The seated bicep curl is a variation of the conventional bicep curl exercise. If your aim is to increase the strength and size of your forearm and biceps, then look no further.
The seated position involved in this routine will help in isolating your biceps further by taking away assistance from other muscle groups such as legs and back.
This classic exercise can also be done anywhere. If you cannot access a bench, feel free to use a chair instead.
Read on for more pointers on this great exercise that will help tighten that upper arm flab you are always worried about.
HOW TO DO SEATED BICEP CURL PROPERLY
Begin this exercise by seating on a bench, and holding one dumbbell in each hand at arm’s length.
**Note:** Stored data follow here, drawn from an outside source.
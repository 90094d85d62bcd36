//! Territory scoring provider port.
//!
//! Abstracts the external service that ranks markets inside a territory.
//! Providers return raw scores; normalization happens in
//! [`TerritoryAnalysis::from_provider`].
//!
//! [`TerritoryAnalysis::from_provider`]: crate::domain::territory::TerritoryAnalysis::from_provider

use async_trait::async_trait;
use serde::{Deserialize, Serialize};
use thiserror::Error;

use crate::domain::territory::{RawMarketScore, TerritoryError};

/// Default number of markets requested when the caller does not say.
pub const DEFAULT_MAX_MARKETS: u32 = 10;

/// Port for external market scoring.
#[async_trait]
pub trait TerritoryScoringProvider: Send + Sync {
    /// Score candidate markets inside a territory.
    async fn score_markets(
        &self,
        request: ScoringRequest,
    ) -> Result<Vec<RawMarketScore>, ScoringProviderError>;

    /// Short provider name for logs.
    fn provider_name(&self) -> &'static str;
}

/// What to score.
#[derive(Debug, Clone, PartialEq, Eq, Serialize, Deserialize)]
pub struct ScoringRequest {
    /// Free-form territory, e.g. "Mountain West" or "Greater Phoenix".
    pub territory: String,
    /// Criteria the provider should weigh.
    pub criteria: Vec<String>,
    pub max_markets: u32,
}

impl ScoringRequest {
    pub fn new(territory: impl Into<String>) -> Self {
        Self {
            territory: territory.into(),
            criteria: Vec::new(),
            max_markets: DEFAULT_MAX_MARKETS,
        }
    }

    pub fn with_criteria(mut self, criteria: Vec<String>) -> Self {
        self.criteria = criteria;
        self
    }

    pub fn with_max_markets(mut self, max_markets: u32) -> Self {
        self.max_markets = max_markets;
        self
    }
}

/// Provider failures.
#[derive(Debug, Clone, PartialEq, Eq, Error)]
pub enum ScoringProviderError {
    /// Provider is down or returned a server error.
    #[error("provider unavailable: {message}")]
    Unavailable { message: String },

    /// Rate limited by provider.
    #[error("rate limited: retry after {retry_after_secs}s")]
    RateLimited { retry_after_secs: u32 },

    /// Response could not be parsed into market scores.
    #[error("invalid response: {0}")]
    InvalidResponse(String),

    /// Request exceeded the configured timeout.
    #[error("request timed out after {0}s")]
    Timeout(u64),
}

impl ScoringProviderError {
    pub fn unavailable(message: impl Into<String>) -> Self {
        ScoringProviderError::Unavailable {
            message: message.into(),
        }
    }

    /// Whether a later retry may succeed.
    pub fn is_retryable(&self) -> bool {
        !matches!(self, ScoringProviderError::InvalidResponse(_))
    }
}

impl From<ScoringProviderError> for TerritoryError {
    fn from(err: ScoringProviderError) -> Self {
        TerritoryError::Provider(err.to_string())
    }
}

#[cfg(test)]
mod tests {
    use super::*;

    #[test]
    fn provider_is_object_safe() {
        fn _accepts_dyn(_provider: &dyn TerritoryScoringProvider) {}
    }

    #[test]
    fn request_builder_sets_fields() {
        let request = ScoringRequest::new("Greater Phoenix")
            .with_criteria(vec!["household income".to_string()])
            .with_max_markets(5);

        assert_eq!(request.territory, "Greater Phoenix");
        assert_eq!(request.criteria.len(), 1);
        assert_eq!(request.max_markets, 5);
    }

    #[test]
    fn invalid_response_is_not_retryable() {
        assert!(!ScoringProviderError::InvalidResponse("bad json".to_string()).is_retryable());
        assert!(ScoringProviderError::Timeout(30).is_retryable());
        assert!(ScoringProviderError::RateLimited { retry_after_secs: 5 }.is_retryable());
    }

    #[test]
    fn errors_display() {
        assert_eq!(
            ScoringProviderError::unavailable("502").to_string(),
            "provider unavailable: 502"
        );
    }

    #[test]
    fn converts_into_territory_error() {
        let err: TerritoryError = ScoringProviderError::Timeout(45).into();
        assert_eq!(err, TerritoryError::Provider("request timed out after 45s".to_string()));
    }
}
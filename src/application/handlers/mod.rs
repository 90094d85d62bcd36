//! Application handlers.
//!
//! Command and query handlers that orchestrate domain operations.

pub mod assessment;
pub mod metric_set;
pub mod territory;

pub use assessment::{
    AssessmentUpdate, AssessmentView, ClearMetricValueCommand, ClearMetricValueHandler,
    CreateAssessmentCommand, CreateAssessmentHandler, GetAssessmentHandler, GetAssessmentQuery,
    ListAssessmentsHandler, ListAssessmentsQuery, RateSiteVisitCommand, RateSiteVisitHandler,
    RecalculateAssessmentCommand, RecalculateAssessmentHandler, RecordMetricValueCommand,
    RecordMetricValueHandler,
};
pub use metric_set::{
    AddMetricCommand, AddMetricHandler, CreateMetricSetCommand, CreateMetricSetHandler,
    GetMetricSetHandler, GetMetricSetQuery, ListMetricSetsHandler, ListMetricSetsQuery,
    MetricSetRescored, RemoveMetricCommand, RemoveMetricHandler, TargetChange, TargetEdit,
    UpdateMetricTargetsCommand, UpdateMetricTargetsHandler, UpdateMetricTargetsResult,
};
pub use territory::{
    GetTerritoryAnalysisHandler, GetTerritoryAnalysisQuery, ListTerritoryAnalysesHandler,
    ListTerritoryAnalysesQuery, ScoreTerritoryCommand, ScoreTerritoryHandler,
    MAX_MARKETS_PER_REQUEST,
};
Your elbow should be close to your torso.
Rotate the palm of your hands so that they are both facing your torso. This is your starting position.
While holding your upper arm in one place, proceed to curl the weights. Once the dumbbells pass your thighs, start twisting your wrists.
This is to enable the palms of your hands to face each other at the end of the movement. Additionally, ensure that you contract your biceps as you breathe out and that only your forearms are moving through-out.
Continue this movement until both your biceps are fully contracted and the dumbbells are at shoulder-level.
Once they are fully contracted at the shoulder-level position, hold for a count before beginning the downward movement.
As you breath in, slowly begin to lower the dumbbells back to the starting position, while rotating your wrists back to the original neutral grip.
This is one repetition. Repeat for the desired number of rep.
SEATED BICEP CURL TIPS TO CONSIDER
Always ensure that you squeeze your biceps at the top of the lift. This is because squeezing them engages them more, leading to proper work and great results in the end.
While performing the downward movement, ensure that you lower the weight all the way until your arms are fully extended. This will prevent cheat reps will render this exercise ineffective.
Always maintain a controlled pace throughout this routine in order to hit the target muscles well.
SEATED BICEP CURL MUSCLES WORKED
Your biceps brachii is the primary mover during this routine. However, this exercise also works other muscles in the upper and lower arm.
Your biceps brachii is attached to your shoulder blade in two places hence its name- biceps, meaning two heads.
It runs along your upper arm bone, that is, the humerus and is inserted to your lower arm bone by a tendon.
When this muscle contracts, it pulls your forearm up with your arm bending at the elbow. Inasmuch as it is the main mover during this exercise, it is far from the only muscle at work during the curls.
BRACHIALIS AND BRACHIORADIALIS
Your brachialis muscle is located under the biceps brachii and connects your humerus to your ulna. It also serves to flex your elbow.
On the other hand, your brachioradialis muscle serves to assist your brachialis muscle with the flexing of your elbow. It connects your humerus to your radius.
Commonly known as delts, this is the muscle that curves around the outer part of your shoulder and upper arm.
This muscle forms a triangle with its outer parts connecting to your scapula and clavicle before going down to your humerus bone.
This muscle is responsible for several motions. In this case, if you are not strictly isolating your elbow joint during the curls, it brings forward your upper arm.
WRIST EXTENSOR MUSCLES
Several extensor muscles run along your forearm and connects your humerus to your hand through your wrist.
Among these muscles are: capri ulnaris, digiti minimi, the digitorum and the indicis among others.
WRIST FLEXOR MUSCLES
These muscles help to reduce the angle between a pair of bones. The ones used in the curls connect your elbow to your hand and run down your forearm.
Both the wrist flexor muscles and wrist extensor muscles work hand in hand without causing movement at the joints. This will help to hold your wrist stable as you curl the weights.
SEATED BICEP CURL BENEFITS
Seated bicep curls work your biceps at the front of your upper arm and the muscle of the lower arm (brachialis and brachioradialis)
These muscles come in handy in day-to-day activities such as picking something up from the floor.
Performing the seated bicep curl while seated also builds strength in your upper arm and this will enable you to learn how to use them correctly, bracing with your core muscles.
SEATED BICEP CURL ALTERNATIVES
DECLINE HUMMER CURL
This alternative develops the size and strength of your biceps. Its inclined position will allow for more isolation and emphasis on the upper parts of the biceps.
STANDING BICEP CURL
This alternative is traditional bodybuilding that aims to develop density and strength throughout the biceps. One major tip is to always perform it in a slow and controlled motion.
COMMON SEATED BICEP CURL MISTAKES TO AVOID
Avoid working one arm more than the other. Balance both your biceps and triceps as failure to do this will be putting you at risk of elbow injuries and strain.
Avoid bending your wrist as this could lead to a strain, making your arms not work out as effectively as they should and could also cause injuries.
Avoid rocking any part of your body whatsoever If you find any of your body parts moving during this routine, cut back on the weight that you are using until you can perform the exercise in the right form.
Arm exercises such as the seated bicep curl are more effective when you practice proper breathing. Exhale during the most difficult parts of the exercise and inhale as you begin to exert again.